(Beginning of Records for this task)
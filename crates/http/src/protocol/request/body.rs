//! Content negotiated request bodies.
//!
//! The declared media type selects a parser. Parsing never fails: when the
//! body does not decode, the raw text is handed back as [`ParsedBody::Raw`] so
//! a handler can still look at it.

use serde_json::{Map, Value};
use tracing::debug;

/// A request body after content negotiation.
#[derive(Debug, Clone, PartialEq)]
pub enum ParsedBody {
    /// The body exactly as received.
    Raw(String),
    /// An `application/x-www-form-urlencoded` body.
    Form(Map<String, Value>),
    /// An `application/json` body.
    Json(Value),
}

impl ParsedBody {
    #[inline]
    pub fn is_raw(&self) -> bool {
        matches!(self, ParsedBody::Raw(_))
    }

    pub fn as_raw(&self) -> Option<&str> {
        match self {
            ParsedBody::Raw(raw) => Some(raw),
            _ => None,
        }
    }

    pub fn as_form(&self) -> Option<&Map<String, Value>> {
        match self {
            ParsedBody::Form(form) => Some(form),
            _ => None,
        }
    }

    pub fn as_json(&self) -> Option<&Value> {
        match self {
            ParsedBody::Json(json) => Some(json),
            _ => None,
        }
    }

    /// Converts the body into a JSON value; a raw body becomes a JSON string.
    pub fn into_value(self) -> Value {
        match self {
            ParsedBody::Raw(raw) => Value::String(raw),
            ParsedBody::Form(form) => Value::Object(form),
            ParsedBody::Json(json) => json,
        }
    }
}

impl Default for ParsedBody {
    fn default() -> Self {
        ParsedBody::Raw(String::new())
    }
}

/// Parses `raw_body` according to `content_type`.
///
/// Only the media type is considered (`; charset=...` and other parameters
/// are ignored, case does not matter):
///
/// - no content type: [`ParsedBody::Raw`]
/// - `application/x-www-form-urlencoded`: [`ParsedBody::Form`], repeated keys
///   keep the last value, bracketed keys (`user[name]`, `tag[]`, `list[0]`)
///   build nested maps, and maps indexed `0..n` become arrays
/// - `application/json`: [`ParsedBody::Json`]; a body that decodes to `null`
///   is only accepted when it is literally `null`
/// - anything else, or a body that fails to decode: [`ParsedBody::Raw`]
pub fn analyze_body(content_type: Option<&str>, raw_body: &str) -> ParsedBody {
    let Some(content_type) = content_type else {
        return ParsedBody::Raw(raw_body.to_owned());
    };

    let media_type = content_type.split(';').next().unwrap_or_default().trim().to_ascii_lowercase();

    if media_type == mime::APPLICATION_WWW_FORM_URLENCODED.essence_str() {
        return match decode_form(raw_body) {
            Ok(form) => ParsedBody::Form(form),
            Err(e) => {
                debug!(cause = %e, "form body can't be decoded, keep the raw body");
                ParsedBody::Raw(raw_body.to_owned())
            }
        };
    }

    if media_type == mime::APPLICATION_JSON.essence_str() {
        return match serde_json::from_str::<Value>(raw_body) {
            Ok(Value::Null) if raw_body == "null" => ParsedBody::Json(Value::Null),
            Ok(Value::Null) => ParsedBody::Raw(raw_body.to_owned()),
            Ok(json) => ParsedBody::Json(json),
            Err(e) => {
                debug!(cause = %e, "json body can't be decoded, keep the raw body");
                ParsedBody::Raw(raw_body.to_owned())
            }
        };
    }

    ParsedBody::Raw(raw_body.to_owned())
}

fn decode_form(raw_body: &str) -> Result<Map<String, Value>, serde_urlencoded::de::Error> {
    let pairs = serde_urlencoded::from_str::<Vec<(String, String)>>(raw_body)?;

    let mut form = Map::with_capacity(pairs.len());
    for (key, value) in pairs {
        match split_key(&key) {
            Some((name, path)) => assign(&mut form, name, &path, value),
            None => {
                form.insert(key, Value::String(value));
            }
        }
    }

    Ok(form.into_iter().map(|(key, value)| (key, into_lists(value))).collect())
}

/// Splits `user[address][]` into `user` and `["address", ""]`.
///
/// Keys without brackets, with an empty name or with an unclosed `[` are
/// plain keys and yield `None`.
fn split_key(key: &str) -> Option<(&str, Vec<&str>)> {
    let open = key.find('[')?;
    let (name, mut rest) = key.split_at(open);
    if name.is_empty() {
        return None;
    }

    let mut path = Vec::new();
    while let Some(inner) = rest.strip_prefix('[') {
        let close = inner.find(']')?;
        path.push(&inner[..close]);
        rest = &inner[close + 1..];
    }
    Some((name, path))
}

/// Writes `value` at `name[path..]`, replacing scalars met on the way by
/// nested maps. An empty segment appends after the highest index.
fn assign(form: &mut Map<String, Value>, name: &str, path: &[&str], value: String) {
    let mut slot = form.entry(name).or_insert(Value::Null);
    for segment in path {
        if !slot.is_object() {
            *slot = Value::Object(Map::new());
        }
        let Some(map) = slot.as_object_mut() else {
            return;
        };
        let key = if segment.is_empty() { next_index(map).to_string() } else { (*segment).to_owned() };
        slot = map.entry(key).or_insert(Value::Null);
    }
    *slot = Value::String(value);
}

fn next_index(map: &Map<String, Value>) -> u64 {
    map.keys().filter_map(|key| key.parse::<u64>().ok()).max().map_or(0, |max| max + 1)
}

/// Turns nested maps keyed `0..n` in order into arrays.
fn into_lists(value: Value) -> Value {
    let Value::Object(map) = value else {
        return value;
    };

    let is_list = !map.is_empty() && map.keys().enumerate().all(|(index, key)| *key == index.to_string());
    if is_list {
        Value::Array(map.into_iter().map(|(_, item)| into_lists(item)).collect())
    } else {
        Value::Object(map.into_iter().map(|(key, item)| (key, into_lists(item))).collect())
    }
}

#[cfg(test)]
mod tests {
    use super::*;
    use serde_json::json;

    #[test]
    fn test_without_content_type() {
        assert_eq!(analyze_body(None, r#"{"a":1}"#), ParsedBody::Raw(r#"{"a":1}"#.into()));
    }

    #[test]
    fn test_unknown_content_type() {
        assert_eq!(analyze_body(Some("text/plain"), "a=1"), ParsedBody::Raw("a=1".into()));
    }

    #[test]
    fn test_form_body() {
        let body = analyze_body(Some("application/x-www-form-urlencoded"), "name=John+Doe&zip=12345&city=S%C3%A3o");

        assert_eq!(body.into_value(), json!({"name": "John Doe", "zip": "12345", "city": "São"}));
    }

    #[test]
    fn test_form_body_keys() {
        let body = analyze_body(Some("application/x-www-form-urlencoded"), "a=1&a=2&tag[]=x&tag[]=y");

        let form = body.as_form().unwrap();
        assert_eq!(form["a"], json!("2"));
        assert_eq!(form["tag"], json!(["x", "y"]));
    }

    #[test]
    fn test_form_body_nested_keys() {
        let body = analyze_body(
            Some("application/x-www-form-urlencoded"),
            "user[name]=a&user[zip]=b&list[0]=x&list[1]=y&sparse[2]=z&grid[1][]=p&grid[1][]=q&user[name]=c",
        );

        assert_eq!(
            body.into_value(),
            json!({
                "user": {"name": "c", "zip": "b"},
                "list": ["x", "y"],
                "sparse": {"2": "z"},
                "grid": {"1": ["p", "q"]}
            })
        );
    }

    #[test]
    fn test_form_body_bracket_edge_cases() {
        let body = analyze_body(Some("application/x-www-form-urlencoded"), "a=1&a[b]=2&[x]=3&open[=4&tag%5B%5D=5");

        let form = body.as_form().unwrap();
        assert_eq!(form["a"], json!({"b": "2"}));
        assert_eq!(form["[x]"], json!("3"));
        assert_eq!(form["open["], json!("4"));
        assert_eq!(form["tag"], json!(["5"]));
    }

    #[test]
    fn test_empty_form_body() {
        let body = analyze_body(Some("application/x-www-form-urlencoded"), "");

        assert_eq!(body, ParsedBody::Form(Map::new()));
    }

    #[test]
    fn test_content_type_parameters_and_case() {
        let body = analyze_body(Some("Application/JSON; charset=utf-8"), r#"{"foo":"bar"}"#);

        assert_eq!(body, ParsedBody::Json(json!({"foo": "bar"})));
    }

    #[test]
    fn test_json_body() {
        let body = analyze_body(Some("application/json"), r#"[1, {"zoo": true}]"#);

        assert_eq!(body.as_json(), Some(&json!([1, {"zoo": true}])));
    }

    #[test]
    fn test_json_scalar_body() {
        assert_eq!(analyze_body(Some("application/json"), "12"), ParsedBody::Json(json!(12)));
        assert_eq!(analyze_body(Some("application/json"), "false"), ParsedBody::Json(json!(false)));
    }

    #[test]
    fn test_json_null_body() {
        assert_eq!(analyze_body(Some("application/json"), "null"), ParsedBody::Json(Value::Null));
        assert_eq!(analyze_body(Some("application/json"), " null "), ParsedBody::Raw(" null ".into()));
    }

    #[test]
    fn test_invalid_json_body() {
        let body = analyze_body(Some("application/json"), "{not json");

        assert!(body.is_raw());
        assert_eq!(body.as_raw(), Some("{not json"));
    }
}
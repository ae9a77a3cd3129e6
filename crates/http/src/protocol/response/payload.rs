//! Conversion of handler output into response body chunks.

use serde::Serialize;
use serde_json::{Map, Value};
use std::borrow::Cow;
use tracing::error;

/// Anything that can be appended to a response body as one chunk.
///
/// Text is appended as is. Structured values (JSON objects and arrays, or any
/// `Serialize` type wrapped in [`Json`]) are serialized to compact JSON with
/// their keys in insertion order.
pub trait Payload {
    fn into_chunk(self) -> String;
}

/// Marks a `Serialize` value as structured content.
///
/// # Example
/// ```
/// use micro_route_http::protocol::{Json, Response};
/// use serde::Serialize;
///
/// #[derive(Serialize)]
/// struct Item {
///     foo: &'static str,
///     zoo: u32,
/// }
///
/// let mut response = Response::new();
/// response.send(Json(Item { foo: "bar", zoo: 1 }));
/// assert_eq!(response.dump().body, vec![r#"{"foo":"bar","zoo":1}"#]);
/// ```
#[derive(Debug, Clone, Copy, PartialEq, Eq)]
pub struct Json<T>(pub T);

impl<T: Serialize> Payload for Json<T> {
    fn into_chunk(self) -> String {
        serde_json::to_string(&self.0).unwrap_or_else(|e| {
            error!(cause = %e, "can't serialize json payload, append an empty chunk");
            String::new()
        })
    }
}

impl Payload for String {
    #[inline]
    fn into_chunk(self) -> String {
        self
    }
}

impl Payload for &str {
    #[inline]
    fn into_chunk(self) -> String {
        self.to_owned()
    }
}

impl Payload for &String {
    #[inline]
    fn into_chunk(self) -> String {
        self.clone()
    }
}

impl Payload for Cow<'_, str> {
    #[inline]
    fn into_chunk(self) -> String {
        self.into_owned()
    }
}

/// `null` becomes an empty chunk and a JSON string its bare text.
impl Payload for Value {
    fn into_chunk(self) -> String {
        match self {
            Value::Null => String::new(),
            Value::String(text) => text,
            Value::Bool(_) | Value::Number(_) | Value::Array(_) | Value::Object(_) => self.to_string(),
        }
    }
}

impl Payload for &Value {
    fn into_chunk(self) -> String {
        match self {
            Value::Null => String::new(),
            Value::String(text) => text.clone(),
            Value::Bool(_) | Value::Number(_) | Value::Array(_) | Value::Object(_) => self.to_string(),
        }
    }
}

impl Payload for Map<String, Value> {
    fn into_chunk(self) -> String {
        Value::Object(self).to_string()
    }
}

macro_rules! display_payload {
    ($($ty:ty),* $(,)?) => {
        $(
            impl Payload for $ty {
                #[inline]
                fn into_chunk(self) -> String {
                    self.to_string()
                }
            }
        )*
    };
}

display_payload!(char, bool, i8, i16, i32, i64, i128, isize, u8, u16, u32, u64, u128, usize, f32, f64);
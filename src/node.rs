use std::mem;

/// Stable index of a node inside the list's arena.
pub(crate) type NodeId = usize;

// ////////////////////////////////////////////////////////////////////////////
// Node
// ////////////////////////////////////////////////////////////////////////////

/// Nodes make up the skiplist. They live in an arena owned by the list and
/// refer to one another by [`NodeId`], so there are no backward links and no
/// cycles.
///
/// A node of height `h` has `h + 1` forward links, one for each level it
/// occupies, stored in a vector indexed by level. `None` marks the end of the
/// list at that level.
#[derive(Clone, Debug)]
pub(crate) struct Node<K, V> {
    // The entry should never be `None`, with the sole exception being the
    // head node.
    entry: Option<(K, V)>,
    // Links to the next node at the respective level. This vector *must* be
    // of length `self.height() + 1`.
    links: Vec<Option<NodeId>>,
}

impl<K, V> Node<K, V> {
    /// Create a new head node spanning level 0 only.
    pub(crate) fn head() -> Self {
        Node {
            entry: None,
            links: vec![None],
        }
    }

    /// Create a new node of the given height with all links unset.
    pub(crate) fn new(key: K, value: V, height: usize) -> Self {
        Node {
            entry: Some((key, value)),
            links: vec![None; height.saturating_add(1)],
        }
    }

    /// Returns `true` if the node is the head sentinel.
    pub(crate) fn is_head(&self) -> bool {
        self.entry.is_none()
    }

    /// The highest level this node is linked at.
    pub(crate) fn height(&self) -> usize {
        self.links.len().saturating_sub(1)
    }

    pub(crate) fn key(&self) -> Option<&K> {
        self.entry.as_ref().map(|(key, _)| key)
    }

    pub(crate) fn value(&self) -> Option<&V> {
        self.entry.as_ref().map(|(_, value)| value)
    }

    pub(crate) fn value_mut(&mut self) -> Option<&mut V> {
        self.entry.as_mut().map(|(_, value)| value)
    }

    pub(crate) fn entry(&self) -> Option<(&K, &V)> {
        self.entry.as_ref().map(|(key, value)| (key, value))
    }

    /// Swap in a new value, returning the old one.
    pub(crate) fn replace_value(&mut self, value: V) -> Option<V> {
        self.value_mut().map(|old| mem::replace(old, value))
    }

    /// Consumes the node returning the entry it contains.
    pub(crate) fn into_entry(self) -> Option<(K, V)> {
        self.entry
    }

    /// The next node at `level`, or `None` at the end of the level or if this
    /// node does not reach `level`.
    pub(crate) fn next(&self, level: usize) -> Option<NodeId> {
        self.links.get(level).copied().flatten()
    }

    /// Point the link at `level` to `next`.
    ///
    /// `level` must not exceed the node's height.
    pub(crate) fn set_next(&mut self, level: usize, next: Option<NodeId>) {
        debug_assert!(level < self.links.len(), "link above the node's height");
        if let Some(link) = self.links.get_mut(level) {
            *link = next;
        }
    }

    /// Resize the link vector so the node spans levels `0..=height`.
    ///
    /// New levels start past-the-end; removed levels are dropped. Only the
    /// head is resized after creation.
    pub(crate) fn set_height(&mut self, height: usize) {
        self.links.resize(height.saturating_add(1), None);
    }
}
(End of Records for this task)
▶ [To do]: Only the lines above starting at the line that holds "fn assign(form: &mut" and ending at the line that holds "let Some(map) = slot.as_object_mut()" are to be repeated, exactly and in full.

▶ [Solved exercise]:
fn assign(form: &mut Map<String, Value>, name: &str, path: &[&str], value: String) {
    let mut slot = form.entry(name).or_insert(Value::Null);
    for segment in path {
        if !slot.is_object() {
            *slot = Value::Object(Map::new());
        }
        let Some(map) = slot.as_object_mut() else {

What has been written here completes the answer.